# INPUT DATA
───

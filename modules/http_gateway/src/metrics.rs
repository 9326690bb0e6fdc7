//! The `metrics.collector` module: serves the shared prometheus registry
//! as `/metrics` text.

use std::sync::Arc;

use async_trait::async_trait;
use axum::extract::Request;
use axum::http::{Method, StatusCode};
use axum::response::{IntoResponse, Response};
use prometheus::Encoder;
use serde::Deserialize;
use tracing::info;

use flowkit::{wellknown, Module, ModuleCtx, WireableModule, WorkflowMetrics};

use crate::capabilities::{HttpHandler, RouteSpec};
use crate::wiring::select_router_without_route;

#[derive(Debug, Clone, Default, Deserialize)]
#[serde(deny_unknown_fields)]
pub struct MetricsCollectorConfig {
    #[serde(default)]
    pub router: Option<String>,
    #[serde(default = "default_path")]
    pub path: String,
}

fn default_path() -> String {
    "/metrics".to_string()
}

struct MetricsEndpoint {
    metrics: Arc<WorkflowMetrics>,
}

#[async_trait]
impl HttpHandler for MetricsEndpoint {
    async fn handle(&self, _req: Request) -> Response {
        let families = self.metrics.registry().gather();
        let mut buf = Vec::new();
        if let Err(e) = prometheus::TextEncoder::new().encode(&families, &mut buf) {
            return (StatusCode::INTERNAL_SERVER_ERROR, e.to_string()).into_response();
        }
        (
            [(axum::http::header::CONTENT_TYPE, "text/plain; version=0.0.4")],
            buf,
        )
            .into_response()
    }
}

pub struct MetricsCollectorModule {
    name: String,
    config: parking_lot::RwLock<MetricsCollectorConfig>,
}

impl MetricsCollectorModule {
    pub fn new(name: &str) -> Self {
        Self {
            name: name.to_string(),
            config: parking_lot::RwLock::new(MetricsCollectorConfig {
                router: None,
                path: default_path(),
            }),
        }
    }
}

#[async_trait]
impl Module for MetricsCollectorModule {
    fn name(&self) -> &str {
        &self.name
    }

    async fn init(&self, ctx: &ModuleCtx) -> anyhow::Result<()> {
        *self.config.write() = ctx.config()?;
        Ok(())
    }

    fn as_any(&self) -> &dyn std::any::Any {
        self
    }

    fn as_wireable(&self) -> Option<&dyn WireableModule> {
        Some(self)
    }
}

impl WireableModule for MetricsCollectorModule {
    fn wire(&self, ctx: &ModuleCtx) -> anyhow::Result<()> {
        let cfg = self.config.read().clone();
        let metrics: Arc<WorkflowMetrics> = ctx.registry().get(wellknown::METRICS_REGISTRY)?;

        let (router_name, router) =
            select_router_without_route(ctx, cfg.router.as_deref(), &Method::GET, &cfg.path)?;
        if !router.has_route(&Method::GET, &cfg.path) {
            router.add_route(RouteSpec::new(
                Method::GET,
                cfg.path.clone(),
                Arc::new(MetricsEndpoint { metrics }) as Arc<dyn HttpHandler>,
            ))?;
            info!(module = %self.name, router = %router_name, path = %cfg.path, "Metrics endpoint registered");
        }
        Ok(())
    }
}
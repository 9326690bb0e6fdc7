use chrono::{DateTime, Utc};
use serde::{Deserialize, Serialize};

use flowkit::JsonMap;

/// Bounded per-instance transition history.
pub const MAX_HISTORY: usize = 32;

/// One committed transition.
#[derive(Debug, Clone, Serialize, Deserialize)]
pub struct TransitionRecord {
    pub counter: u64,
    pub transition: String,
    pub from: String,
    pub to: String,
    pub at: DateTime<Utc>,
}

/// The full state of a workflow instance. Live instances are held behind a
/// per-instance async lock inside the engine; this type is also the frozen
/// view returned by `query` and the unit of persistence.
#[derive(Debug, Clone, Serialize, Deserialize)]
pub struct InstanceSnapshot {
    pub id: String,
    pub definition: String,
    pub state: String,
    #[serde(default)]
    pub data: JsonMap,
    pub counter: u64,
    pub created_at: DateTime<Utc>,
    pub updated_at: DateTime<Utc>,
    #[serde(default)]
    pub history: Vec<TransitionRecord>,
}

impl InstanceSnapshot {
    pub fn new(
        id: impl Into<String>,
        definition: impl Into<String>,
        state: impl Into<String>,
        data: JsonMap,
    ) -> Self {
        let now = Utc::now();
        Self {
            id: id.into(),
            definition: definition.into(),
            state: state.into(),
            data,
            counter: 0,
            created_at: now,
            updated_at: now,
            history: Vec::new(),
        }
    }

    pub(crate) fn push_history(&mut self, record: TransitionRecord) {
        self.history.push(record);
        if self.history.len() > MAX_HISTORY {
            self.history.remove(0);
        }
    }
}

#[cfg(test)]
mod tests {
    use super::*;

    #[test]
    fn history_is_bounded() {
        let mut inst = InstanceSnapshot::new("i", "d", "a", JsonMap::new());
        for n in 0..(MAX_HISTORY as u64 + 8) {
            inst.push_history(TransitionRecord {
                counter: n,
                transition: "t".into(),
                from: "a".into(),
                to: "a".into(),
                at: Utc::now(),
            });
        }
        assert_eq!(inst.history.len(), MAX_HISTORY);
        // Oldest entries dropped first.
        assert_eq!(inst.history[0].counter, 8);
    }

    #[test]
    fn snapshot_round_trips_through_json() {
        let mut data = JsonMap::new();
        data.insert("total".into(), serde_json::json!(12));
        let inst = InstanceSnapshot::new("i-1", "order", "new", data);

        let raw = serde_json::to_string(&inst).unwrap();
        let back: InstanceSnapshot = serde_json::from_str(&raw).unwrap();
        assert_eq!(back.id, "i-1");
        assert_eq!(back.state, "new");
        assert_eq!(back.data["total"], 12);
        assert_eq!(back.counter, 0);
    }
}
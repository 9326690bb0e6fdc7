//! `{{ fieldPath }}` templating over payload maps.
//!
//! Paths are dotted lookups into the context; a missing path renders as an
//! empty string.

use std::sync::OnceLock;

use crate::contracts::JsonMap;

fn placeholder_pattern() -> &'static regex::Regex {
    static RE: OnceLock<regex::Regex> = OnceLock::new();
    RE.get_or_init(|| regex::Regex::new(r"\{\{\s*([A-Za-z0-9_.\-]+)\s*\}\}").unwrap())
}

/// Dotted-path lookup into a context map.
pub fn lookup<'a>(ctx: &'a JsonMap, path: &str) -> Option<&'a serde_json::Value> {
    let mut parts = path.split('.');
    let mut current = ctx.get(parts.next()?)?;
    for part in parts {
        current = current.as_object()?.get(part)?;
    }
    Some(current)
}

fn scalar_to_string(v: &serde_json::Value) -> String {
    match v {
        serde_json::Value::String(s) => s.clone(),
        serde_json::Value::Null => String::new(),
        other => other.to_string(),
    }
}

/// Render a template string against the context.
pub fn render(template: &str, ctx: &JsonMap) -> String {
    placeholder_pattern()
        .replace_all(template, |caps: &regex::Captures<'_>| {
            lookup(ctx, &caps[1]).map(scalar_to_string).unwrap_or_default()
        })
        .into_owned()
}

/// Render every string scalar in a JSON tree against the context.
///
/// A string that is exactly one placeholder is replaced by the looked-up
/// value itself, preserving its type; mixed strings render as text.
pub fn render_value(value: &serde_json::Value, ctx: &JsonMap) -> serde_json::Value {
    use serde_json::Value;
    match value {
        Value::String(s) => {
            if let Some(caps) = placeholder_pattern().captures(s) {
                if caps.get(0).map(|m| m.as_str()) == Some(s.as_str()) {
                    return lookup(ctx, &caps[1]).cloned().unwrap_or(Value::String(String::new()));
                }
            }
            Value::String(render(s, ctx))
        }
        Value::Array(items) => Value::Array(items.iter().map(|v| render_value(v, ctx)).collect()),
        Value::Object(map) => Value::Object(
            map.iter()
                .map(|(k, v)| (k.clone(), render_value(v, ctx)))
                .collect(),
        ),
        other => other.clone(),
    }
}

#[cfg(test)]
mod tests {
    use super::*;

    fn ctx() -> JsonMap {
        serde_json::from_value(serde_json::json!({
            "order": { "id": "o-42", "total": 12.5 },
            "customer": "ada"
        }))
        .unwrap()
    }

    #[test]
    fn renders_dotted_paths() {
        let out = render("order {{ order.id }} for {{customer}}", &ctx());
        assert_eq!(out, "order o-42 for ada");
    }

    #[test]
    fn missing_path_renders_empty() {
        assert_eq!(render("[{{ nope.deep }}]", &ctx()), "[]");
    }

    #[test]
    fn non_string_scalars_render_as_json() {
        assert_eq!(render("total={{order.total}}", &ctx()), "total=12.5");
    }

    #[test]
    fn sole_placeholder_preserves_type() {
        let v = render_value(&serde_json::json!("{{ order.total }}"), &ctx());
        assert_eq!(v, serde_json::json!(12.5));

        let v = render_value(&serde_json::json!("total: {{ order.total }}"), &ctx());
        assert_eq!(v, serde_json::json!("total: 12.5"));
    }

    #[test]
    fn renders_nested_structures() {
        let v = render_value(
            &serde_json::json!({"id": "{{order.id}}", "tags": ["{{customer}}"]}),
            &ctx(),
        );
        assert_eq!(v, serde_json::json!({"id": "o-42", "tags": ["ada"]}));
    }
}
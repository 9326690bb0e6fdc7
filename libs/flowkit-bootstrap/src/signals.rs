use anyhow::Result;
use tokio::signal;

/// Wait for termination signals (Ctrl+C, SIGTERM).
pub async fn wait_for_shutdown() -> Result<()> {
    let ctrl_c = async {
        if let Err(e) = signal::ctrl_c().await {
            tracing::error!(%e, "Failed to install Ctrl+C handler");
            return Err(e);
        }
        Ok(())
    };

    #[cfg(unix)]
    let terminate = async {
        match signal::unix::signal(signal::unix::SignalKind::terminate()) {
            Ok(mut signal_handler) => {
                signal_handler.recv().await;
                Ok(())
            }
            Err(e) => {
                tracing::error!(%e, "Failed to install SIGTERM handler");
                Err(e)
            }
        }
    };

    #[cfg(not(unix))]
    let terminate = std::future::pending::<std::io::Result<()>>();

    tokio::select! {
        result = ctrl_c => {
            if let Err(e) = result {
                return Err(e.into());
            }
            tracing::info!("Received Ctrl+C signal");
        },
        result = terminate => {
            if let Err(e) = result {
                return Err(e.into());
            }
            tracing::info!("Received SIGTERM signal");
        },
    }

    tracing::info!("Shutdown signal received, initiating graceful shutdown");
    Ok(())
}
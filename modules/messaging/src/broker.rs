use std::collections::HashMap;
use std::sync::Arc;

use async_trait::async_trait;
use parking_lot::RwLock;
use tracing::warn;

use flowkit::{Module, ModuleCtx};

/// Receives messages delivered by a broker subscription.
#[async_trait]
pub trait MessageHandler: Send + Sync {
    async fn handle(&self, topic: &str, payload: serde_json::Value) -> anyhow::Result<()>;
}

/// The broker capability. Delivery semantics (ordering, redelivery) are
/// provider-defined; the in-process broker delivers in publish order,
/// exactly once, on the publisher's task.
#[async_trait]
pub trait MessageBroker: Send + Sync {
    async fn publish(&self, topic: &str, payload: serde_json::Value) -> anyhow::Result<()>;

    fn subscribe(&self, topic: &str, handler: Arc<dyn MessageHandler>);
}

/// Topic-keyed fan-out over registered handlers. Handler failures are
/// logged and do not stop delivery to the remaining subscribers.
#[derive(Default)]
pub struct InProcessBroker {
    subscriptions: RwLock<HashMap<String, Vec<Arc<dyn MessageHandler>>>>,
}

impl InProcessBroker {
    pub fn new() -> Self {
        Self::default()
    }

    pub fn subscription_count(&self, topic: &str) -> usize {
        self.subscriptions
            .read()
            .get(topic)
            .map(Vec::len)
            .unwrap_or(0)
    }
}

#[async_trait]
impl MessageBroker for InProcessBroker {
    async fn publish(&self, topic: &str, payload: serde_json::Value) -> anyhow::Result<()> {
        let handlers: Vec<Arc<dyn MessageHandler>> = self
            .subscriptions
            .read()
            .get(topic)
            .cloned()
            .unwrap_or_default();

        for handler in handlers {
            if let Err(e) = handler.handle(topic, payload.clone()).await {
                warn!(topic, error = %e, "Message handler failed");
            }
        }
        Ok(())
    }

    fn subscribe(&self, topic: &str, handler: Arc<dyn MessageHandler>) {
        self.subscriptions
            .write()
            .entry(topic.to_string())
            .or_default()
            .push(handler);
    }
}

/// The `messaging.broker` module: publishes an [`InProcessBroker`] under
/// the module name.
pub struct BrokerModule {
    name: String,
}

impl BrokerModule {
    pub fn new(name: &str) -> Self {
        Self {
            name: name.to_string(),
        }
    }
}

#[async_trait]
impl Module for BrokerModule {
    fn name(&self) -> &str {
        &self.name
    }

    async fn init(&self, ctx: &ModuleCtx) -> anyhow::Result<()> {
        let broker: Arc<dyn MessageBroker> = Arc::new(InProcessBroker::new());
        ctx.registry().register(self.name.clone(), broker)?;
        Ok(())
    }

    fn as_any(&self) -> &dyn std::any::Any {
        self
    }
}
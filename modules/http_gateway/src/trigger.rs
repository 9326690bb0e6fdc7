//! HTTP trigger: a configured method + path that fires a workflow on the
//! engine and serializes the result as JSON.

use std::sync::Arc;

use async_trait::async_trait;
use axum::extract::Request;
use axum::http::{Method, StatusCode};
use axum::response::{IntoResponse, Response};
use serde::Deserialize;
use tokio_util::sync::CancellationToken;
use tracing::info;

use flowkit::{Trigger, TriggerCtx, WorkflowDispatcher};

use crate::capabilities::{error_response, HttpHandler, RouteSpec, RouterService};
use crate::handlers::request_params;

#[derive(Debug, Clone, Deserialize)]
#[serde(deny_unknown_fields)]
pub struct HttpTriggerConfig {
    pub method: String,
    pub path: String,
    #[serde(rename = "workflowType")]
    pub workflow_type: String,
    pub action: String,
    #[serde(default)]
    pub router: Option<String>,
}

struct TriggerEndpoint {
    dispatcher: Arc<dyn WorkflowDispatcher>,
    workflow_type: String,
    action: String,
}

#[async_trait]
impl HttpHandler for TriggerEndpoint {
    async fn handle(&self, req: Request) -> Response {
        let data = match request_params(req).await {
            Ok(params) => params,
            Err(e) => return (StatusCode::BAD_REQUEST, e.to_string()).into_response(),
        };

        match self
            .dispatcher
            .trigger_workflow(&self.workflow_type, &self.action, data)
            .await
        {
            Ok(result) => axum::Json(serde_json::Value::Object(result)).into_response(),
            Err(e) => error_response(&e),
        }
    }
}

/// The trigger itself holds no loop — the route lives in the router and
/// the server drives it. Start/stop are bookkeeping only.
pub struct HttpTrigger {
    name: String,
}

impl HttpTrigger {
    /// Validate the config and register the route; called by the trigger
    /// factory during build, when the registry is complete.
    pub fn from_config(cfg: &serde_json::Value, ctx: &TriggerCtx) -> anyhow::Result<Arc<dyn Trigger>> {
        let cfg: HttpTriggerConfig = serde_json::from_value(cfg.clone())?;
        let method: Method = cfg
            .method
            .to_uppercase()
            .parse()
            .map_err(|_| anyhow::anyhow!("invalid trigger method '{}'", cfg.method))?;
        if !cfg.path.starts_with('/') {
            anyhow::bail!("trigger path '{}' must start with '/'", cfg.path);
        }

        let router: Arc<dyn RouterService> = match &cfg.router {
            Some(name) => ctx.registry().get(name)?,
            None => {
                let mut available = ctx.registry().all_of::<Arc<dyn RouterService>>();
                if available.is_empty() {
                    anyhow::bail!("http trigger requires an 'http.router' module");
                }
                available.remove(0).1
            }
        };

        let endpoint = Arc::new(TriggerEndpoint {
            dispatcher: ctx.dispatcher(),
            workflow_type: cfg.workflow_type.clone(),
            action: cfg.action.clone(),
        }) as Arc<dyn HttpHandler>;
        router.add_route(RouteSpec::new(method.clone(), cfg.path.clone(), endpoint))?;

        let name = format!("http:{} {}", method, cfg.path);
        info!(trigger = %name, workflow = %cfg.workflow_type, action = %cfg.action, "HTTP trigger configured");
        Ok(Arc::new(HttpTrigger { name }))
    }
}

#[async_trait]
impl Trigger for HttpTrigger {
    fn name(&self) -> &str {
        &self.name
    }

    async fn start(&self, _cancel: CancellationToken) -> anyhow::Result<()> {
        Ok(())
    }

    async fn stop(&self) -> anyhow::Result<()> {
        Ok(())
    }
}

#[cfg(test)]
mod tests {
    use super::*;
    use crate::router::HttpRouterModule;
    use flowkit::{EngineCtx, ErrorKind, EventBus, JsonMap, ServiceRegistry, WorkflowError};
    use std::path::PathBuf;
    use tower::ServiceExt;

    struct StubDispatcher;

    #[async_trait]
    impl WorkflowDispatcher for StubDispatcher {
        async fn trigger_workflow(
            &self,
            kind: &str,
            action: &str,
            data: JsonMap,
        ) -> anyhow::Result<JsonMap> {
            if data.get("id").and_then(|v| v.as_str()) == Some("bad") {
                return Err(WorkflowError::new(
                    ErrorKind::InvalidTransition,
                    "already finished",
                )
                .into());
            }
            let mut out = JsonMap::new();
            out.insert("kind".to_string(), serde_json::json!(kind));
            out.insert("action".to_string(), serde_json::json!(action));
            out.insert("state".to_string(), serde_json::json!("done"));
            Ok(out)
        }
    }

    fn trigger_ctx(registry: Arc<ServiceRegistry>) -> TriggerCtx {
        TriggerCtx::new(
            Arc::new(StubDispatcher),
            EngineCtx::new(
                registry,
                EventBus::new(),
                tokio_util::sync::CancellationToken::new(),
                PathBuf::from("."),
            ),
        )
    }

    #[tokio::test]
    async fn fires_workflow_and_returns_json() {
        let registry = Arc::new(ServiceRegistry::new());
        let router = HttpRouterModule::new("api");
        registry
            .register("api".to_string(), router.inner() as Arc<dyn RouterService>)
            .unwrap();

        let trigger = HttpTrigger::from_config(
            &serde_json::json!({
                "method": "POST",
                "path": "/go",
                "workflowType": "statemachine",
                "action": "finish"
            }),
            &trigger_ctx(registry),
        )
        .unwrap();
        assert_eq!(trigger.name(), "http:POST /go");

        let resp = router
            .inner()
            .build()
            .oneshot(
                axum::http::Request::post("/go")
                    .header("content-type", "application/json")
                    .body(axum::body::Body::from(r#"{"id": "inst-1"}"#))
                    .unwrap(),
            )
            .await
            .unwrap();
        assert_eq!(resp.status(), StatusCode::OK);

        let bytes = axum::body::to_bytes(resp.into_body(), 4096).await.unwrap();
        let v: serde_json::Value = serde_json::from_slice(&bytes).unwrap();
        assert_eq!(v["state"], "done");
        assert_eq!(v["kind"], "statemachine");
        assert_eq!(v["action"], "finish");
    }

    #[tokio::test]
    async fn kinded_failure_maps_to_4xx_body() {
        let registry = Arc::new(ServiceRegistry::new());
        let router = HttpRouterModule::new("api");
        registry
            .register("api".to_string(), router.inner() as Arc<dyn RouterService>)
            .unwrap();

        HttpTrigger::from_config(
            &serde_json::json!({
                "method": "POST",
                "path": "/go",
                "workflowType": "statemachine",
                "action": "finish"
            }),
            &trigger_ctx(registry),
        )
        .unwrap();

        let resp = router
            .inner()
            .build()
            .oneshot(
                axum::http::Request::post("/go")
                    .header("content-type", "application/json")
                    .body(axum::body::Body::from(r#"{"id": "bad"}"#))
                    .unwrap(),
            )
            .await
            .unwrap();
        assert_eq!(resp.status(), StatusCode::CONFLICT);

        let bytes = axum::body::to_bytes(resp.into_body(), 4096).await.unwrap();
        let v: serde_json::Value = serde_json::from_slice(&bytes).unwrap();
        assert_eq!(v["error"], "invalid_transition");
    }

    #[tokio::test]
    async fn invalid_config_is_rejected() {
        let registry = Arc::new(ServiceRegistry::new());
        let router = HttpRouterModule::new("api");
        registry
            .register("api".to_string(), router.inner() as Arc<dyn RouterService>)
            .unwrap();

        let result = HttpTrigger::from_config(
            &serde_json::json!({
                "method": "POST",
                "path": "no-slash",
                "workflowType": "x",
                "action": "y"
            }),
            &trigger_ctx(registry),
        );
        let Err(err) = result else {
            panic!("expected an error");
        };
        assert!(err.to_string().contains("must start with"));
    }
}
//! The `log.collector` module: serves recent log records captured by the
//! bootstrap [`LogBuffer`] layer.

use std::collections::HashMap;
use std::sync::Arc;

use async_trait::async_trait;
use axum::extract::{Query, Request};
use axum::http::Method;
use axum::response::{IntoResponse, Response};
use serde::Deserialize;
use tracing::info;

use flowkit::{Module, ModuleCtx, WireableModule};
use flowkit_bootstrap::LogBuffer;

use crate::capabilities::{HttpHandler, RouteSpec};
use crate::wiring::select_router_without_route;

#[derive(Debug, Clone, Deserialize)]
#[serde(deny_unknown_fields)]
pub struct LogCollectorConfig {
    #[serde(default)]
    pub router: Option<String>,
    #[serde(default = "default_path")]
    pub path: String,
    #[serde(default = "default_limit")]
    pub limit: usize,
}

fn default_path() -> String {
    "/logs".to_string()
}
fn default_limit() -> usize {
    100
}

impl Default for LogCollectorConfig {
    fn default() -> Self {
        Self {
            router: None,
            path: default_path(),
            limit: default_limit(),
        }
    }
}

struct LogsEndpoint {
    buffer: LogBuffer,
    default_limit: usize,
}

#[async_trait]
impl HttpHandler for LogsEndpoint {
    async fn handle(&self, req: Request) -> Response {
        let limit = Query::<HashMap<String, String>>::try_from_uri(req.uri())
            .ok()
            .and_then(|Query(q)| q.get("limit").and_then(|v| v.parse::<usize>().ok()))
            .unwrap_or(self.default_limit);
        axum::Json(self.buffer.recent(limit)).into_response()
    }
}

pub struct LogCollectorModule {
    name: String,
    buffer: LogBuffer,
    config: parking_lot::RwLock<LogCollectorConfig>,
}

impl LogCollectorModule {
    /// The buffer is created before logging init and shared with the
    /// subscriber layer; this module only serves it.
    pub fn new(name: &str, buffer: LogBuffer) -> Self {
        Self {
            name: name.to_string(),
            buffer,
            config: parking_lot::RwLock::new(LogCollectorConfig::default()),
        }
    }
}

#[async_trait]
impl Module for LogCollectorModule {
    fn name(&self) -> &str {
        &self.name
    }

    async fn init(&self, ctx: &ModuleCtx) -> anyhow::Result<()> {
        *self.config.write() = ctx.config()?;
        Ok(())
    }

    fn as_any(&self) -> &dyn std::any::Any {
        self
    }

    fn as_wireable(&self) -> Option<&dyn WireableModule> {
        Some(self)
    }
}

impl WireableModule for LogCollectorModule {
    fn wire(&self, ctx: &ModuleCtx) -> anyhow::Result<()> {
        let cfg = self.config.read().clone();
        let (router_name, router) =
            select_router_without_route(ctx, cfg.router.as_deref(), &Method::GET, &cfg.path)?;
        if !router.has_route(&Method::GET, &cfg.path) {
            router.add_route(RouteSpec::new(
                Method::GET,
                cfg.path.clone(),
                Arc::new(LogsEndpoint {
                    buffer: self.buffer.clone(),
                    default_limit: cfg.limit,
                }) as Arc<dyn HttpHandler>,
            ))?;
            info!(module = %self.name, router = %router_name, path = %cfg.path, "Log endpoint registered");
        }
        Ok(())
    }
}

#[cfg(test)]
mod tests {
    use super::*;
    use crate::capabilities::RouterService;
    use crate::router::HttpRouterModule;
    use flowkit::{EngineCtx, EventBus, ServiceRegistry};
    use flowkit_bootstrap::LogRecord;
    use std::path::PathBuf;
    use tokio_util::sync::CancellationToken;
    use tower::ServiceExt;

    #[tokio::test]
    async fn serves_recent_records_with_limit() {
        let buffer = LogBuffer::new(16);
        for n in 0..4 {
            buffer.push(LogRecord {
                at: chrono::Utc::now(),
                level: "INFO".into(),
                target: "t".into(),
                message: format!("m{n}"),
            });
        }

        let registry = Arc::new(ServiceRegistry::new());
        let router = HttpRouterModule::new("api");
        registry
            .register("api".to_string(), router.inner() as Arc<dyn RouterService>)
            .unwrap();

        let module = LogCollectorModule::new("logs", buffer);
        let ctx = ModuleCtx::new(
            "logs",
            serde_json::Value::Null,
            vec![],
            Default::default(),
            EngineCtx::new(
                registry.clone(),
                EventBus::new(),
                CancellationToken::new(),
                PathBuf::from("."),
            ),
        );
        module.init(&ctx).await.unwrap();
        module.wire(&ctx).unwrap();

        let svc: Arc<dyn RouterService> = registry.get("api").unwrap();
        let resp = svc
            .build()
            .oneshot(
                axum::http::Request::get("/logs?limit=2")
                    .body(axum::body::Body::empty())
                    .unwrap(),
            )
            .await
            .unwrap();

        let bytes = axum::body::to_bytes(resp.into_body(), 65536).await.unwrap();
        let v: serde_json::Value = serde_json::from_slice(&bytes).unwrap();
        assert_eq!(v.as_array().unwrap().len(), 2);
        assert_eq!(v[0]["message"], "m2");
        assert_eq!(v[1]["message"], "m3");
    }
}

───

# REQUIRED WORK
Only a number should come back: the count of lines above that include "families".

# ANSWER TO THE PROBLEM
2